| First Author | Sukka SR | Year | 2024 |
| Journal | Nat Metab | Volume | 6 |
| Issue | 9 | Pages | 1736-1755 |
| PubMed ID | 39242914 | Mgi Jnum | J:360255 |
| Mgi Id | MGI:7797648 | Doi | 10.1038/s42255-024-01115-7 |
| Citation | Sukka SR, et al. (2024) Efferocytosis drives a tryptophan metabolism pathway in macrophages to promote tissue resolution. Nat Metab 6(9):1736-1755 |
| abstractText | Macrophage efferocytosis prevents apoptotic cell (AC) accumulation and triggers inflammation-resolution pathways. The mechanisms linking efferocytosis to resolution often involve changes in macrophage metabolism, but many gaps remain in our understanding of these processes. We now report that efferocytosis triggers an indoleamine 2,3-dioxygenase-1 (IDO1)-dependent tryptophan (Trp) metabolism pathway that promotes several key resolution processes, including the induction of pro-resolving proteins, such interleukin-10, and further enhancement of efferocytosis.
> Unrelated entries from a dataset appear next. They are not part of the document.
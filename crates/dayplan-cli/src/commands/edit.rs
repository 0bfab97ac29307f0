use anyhow::Result;
use dayplan_core::models::UpdateTaskData;
use owo_colors::OwoColorize;

use crate::app::App;
use crate::cli::EditCommand;
use crate::parser::parse_due;
use crate::util::short_id;

pub async fn edit_task(app: &App, command: EditCommand) -> Result<()> {
    let task = app.planner.resolve_task(&command.id).await?;

    let description = if command.description_clear {
        Some(None)
    } else {
        command.description.map(Some)
    };

    let reminder = if command.reminder_clear {
        Some(None)
    } else {
        command.reminder.map(Some)
    };

    let due_at = command
        .due
        .as_deref()
        .map(|due| parse_due(due, app.local_now()))
        .transpose()?;

    let update = UpdateTaskData {
        title: command.title,
        description,
        category: command.category,
        due_at,
        duration: command.duration,
        criticality: command.criticality,
        repeat: command.repeat,
        reminder,
    };

    if update.is_empty() {
        println!("Nothing to change. See `dayplan edit --help` for the editable fields.");
        return Ok(());
    }

    let updated = app.planner.update_task(task.id, update).await?;
    println!(
        "{} Updated task {}: {}",
        "✓".green().bold(),
        short_id(&updated.id).yellow(),
        updated.title.bold()
    );
    Ok(())
}
//! Completion toggling, points, streaks, rewards and badges.
//!
//! Completion state is keyed by the occurrence's calendar day. Un-completing
//! only removes the day key: points and streak already awarded stay as they
//! are.

use chrono::NaiveDate;
use tracing::info;

use crate::error::CoreError;
use crate::models::{Criticality, CustomReward, Task, UserProfile};

pub const BASE_POINTS: u32 = 10;

pub fn criticality_bonus(criticality: Criticality) -> u32 {
    match criticality {
        Criticality::Urgent => 15,
        Criticality::High => 10,
        Criticality::Medium => 5,
        Criticality::Low => 0,
    }
}

/// Points earned by completing one occurrence.
pub fn points_for(criticality: Criticality) -> u32 {
    BASE_POINTS + criticality_bonus(criticality)
}

#[derive(Debug, Clone, Copy, PartialEq, Eq)]
pub enum CompletionChange {
    Completed { points: u32 },
    Uncompleted,
}

/// The mutation intent produced by a completion toggle.
#[derive(Debug, Clone, PartialEq, Eq)]
pub struct CompletionOutcome {
    pub task: Task,
    pub profile: UserProfile,
    pub change: CompletionChange,
}

impl CompletionOutcome {
    pub fn points_awarded(&self) -> u32 {
        match self.change {
            CompletionChange::Completed { points } => points,
            CompletionChange::Uncompleted => 0,
        }
    }
}

/// Streak after a completion on `day`.
///
/// A completion on a later day than the last one extends the streak when the
/// last one was exactly the day before, and restarts it at 1 otherwise.
/// Completions on or before the last completed day leave it alone.
fn next_streak(profile: &UserProfile, day: NaiveDate) -> u32 {
    match profile.last_completed_date {
        Some(last) if last >= day => profile.streak,
        Some(last) if day.pred_opt() == Some(last) => profile.streak + 1,
        _ => 1,
    }
}

/// Completes the occurrence of `task` on `day`, or un-completes it if it is
/// already done.
pub fn complete(task: &Task, profile: &UserProfile, day: NaiveDate) -> CompletionOutcome {
    if task.is_completed_on(day) {
        return uncomplete(task, profile, day);
    }

    let mut updated = task.clone();
    updated.completed_dates.insert(day);

    let points = points_for(task.criticality);
    let profile = UserProfile {
        points: profile.points.saturating_add(points),
        streak: next_streak(profile, day),
        last_completed_date: Some(day),
        ..profile.clone()
    };
    info!(task = %task.id, %day, points, streak = profile.streak, "occurrence completed");

    CompletionOutcome {
        task: updated,
        profile,
        change: CompletionChange::Completed { points },
    }
}

/// Removes the completion of `task` on `day`. The profile is returned unchanged.
pub fn uncomplete(task: &Task, profile: &UserProfile, day: NaiveDate) -> CompletionOutcome {
    let mut updated = task.clone();
    updated.completed_dates.remove(&day);
    info!(task = %task.id, %day, "occurrence un-completed");

    CompletionOutcome {
        task: updated,
        profile: profile.clone(),
        change: CompletionChange::Uncompleted,
    }
}

/// Passive streak decay. Returns true when the streak was reset.
pub fn refresh_streak(profile: &mut UserProfile, today: NaiveDate) -> bool {
    let Some(last) = profile.last_completed_date else {
        return false;
    };
    let Some(yesterday) = today.pred_opt() else {
        return false;
    };
    if last < yesterday && profile.streak != 0 {
        info!(%last, %today, streak = profile.streak, "streak expired");
        profile.streak = 0;
        return true;
    }
    false
}

/// Spends points on a reward.
pub fn redeem_reward(profile: &UserProfile, reward: &CustomReward) -> Result<UserProfile, CoreError> {
    if profile.points < reward.cost {
        return Err(CoreError::InsufficientPoints {
            cost: reward.cost,
            available: profile.points,
        });
    }
    Ok(UserProfile {
        points: profile.points - reward.cost,
        ..profile.clone()
    })
}

#[derive(Debug, Clone, Copy, PartialEq, Eq, Hash)]
pub enum Badge {
    TaskStarter,
    OnFire,
    WeekWarrior,
    ProductivityPro,
    GoalGetter,
    PlannerExtraordinaire,
}

impl Badge {
    pub const ALL: [Badge; 6] = [
        Badge::TaskStarter,
        Badge::OnFire,
        Badge::WeekWarrior,
        Badge::ProductivityPro,
        Badge::GoalGetter,
        Badge::PlannerExtraordinaire,
    ];

    pub fn name(&self) -> &'static str {
        match self {
            Badge::TaskStarter => "Task Starter",
            Badge::OnFire => "On Fire",
            Badge::WeekWarrior => "Week Warrior",
            Badge::ProductivityPro => "Productivity Pro",
            Badge::GoalGetter => "Goal Getter",
            Badge::PlannerExtraordinaire => "Planner Extraordinaire",
        }
    }

    pub fn description(&self) -> &'static str {
        match self {
            Badge::TaskStarter => "Complete your first task.",
            Badge::OnFire => "Maintain a 3-day streak.",
            Badge::WeekWarrior => "Maintain a 7-day streak.",
            Badge::ProductivityPro => "Complete 25 tasks.",
            Badge::GoalGetter => "Earn 1000 points.",
            Badge::PlannerExtraordinaire => "Plan tasks for a full month.",
        }
    }

    pub fn is_unlocked(&self, tasks: &[Task], profile: &UserProfile) -> bool {
        match self {
            Badge::TaskStarter => tasks.iter().any(|t| !t.completed_dates.is_empty()),
            Badge::OnFire => profile.streak >= 3,
            Badge::WeekWarrior => profile.streak >= 7,
            Badge::ProductivityPro => total_completions(tasks) >= 25,
            Badge::GoalGetter => profile.points >= 1000,
            // Unlocked by having any task at all, not by coverage of a month.
            Badge::PlannerExtraordinaire => !tasks.is_empty(),
        }
    }
}

pub fn total_completions(tasks: &[Task]) -> usize {
    tasks.iter().map(|t| t.completed_dates.len()).sum()
}

pub fn unlocked_badges(tasks: &[Task], profile: &UserProfile) -> Vec<Badge> {
    Badge::ALL
        .into_iter()
        .filter(|badge| badge.is_unlocked(tasks, profile))
        .collect()
}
The process begins with upregulation of Trp transport and metabolism, and it involves subsequent activation of the aryl hydrocarbon receptor (AhR) by the Trp metabolite kynurenine (Kyn). Through these mechanisms, macrophage IDO1 and AhR contribute to a proper resolution response in several different mouse models of efferocytosis-dependent tissue repair, notably during atherosclerosis regression induced by plasma low-density lipoprotein (LDL) lowering. These findings reveal an integrated metabolism programme in macrophages that links efferocytosis to resolution, with possible therapeutic implications for non-resolving chronic inflammatory diseases, notably atherosclerosis. |